Whatever happened to that guy? Maybe if I type his name enough times here (Bob Brox, Bob Brox, Bob Brox, Bob Brox), this page will come up when someone else is googling him. Maybe I'll hear from Bud Blanchard (Bud Blanchard, Bud Blanchard), or Noonan the Barbarian. What a joker!
I find myself thinking of Bob Brox today, because I'm off to see the four brochs in and around Glenelg [Glenelg & Arnisdale Development Trust]. From this day forward, I shall always think of these four as the Bob Brochs.
Circling around Loch Shiel, I get views of Eilean Donan Castle from various angles. On the far side of the loch, the road to Glenelg turns up inland, but I stay on the shore road headed west. At the end of the road, I park the car and make the short walk up to Caisteal Grugaig. It's been a while since I've been here, and I'd forgotten what a splendid little broch this is, overgrown as it is with bracken. It has an excellent triangular lintel, very similar to the one in the broch at Culswick in Shetland. It has been theorized that the brochs of Scotland were the work of itinerant professionals, and the similarity of architectural detail lends credence to that idea. There's also a fine interior stairway between the inner and outer shell, a standard feature of all brochs. The hillside offers a good view across Loch Shiel, Eilean Donan being obscured only by the chance location of a couple of trees.
I backtrack and turn up the winding road over Mam Ratagan, a military route built to service the Bernera Barracks, one of a number of installations designed to provide quick response in the wake of the first Jacobite Rebellion. The road descends into Glen More, the big glen, and passes through the village of Glenelg before turning up Glen Beag, the small glen. Here stand Dun Telve and Dun Troddan [G&A DT], the two best-preserved brochs on the Scottish mainland. I pass these by for now, driving up the glen as far as road conditions will allow, and walking ten minutes or so from there to Balvraid Broch. Actually, the accepted name for this construction is Dun Grugaig, but the locality is called Balvraid, and a hand-painted sign refers to it by that name, probably in an attempt to distinguish it from Caisteal Grugaig. Truth to tell, it's probably not even a true broch, although the casual observer might find it hard to say from the evidence on-site. It's built of stone, it's circular; if details such as lintels and guard chambers are lacking, it can be put down to the severely degraded condition of the site. It sits on a knoll above the river, and nearly half of it is gone, collapsed long ago into the stream below. The best remaining section of wall is bent from slumping. There seems to be a gallery in it, but no sign of a stairway. The quality of the stonework is visibly inferior to that of the brochs below. The kicker for me is the simple realization that the sophisticated broch builders would never have positioned one of their works on such an unstable base. It's a hillfort of some kind...maybe a cheap knock-off broch.

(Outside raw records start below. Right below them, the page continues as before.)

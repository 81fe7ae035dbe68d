//! The query builder handed out by repositories.
//!
//! [`Builder`] wraps a [`SelectQuery`] for one record type and adds named
//! scopes on top of it.

use std::{any::type_name, fmt, sync::Arc};

use repokit_db::{expr::Col, Expression, SelectQuery, Value};

use crate::{
    error::{RepositoryError, Result},
    record::Record,
    scope::ScopeTable,
};

pub struct Builder<R> {
    query: SelectQuery<R>,
    scopes: Arc<ScopeTable>,
}

impl<R> fmt::Debug for Builder<R> {
    fn fmt(&self, f: &mut fmt::Formatter<'_>) -> fmt::Result {
        let (sql, params) = self.query.to_sql();
        f.debug_struct("Builder")
            .field("sql", &sql)
            .field("params", &params)
            .finish()
    }
}

impl<R: Record> Builder<R> {
    pub(crate) fn new(query: SelectQuery<R>, scopes: Arc<ScopeTable>) -> Self {
        Self { query, scopes }
    }

    /// Swaps in a fresh, unfiltered builder and returns the current one.
    ///
    /// Lets a scope behavior that only holds `&mut Builder` hand back an
    /// owned, further-chained builder:
    ///
    /// ```rust,ignore
    /// fn scope_named(query: &mut Builder<Widget>, args: &[Value]) -> Option<Builder<Widget>> {
    ///     Some(query.take().filter(widgets::NAME.eq(args[0].clone())))
    /// }
    /// ```
    pub fn take(&mut self) -> Self {
        let fresh = Self::new(self.query.fresh(), self.scopes.clone());
        std::mem::replace(self, fresh)
    }

    /// Applies the scope installed as `name` for this record type.
    ///
    /// The behavior gets this builder and `args`. When it returns `None` the
    /// (possibly mutated) builder carries on, otherwise the returned one does.
    /// Filters the scope adds are grouped and `AND`ed onto the existing ones,
    /// so an `or_where` inside a scope never widens earlier filters.
    pub fn scope(mut self, name: &str, args: &[Value]) -> Result<Self> {
        let behavior =
            self.scopes
                .get::<R>(name)
                .ok_or_else(|| RepositoryError::UnknownScope {
                    record: type_name::<R>().to_string(),
                    name: name.to_string(),
                })?;

        let mark = self.query.filter_count();
        let mut scoped = behavior(&mut self, args).unwrap_or(self);
        scoped.query.group_filters_from(mark);
        Ok(scoped)
    }

    pub fn filter<E: Expression + 'static>(mut self, expr: E) -> Self {
        self.query.and_where(expr);
        self
    }

    pub fn or_filter<E: Expression + 'static>(mut self, expr: E) -> Self {
        self.query.or_where(expr);
        self
    }

    /// In-place `AND` filter, for scope behaviors.
    pub fn and_where<E: Expression + 'static>(&mut self, expr: E) -> &mut Self {
        self.query.and_where(expr);
        self
    }

    /// In-place `OR` filter, for scope behaviors. Joins flat with the filters
    /// before it; inside a scope those are only the scope's own.
    pub fn or_where<E: Expression + 'static>(&mut self, expr: E) -> &mut Self {
        self.query.or_where(expr);
        self
    }

    /// `column = value` on a column named at runtime.
    pub fn where_eq(self, column: &'static str, value: impl Into<Value>) -> Self {
        self.filter(Col::<Value>::new(column).eq(value.into()))
    }

    pub fn order_by<T>(mut self, col: Col<T>, desc: bool) -> Self {
        self.query.order(col, desc);
        self
    }

    pub fn order<T>(&mut self, col: Col<T>, desc: bool) -> &mut Self {
        self.query.order(col, desc);
        self
    }

    /// Projects the listed columns. `[]` or `["*"]` selects everything.
    pub fn columns(mut self, names: &[&str]) -> Self {
        self.query.set_columns(names);
        self
    }

    pub fn limit(self, limit: u32) -> Self {
        self.map_query(|query| query.limit(limit))
    }

    pub fn offset(self, offset: u32) -> Self {
        self.map_query(|query| query.offset(offset))
    }

    pub fn page(self, page: u32, per_page: u32) -> Self {
        self.map_query(|query| query.page(page, per_page))
    }

    fn map_query(self, f: impl FnOnce(SelectQuery<R>) -> SelectQuery<R>) -> Self {
        Self {
            query: f(self.query),
            scopes: self.scopes,
        }
    }

    pub fn get(&self) -> Result<Vec<R>> {
        Ok(self.query.fetch()?)
    }

    pub fn first(&self) -> Result<Option<R>> {
        Ok(self.query.fetch_one()?)
    }

    pub fn first_or_fail(&self) -> Result<R> {
        Ok(self.query.fetch_one_or_fail()?)
    }

    pub fn count(&self) -> Result<u64> {
        Ok(self.query.count()?)
    }

    pub fn to_sql(&self) -> (String, Vec<Value>) {
        self.query.to_sql()
    }

    /// Unwraps the underlying query.
    pub fn into_query(self) -> SelectQuery<R> {
        self.query
    }
}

Back on the floor of the glen, I examine the two true brochs. This is the third time I've been here, but ancient sites like this never get old. (You know what I mean!) These are probably the best brochs I will ever see up close; I seem destined never to make it to Mousa, in Shetland.
After, I catch the tiny ferry to Skye at Kylerhea, crossing the currents slashing through from the Sound of Sleat. Stop briefly in Broadford, cross the bridge, and arrive back in Plockton at about 6:30, just after sunset. Dinner and pints in the Plockton Inn. A quiet night, for a Saturday.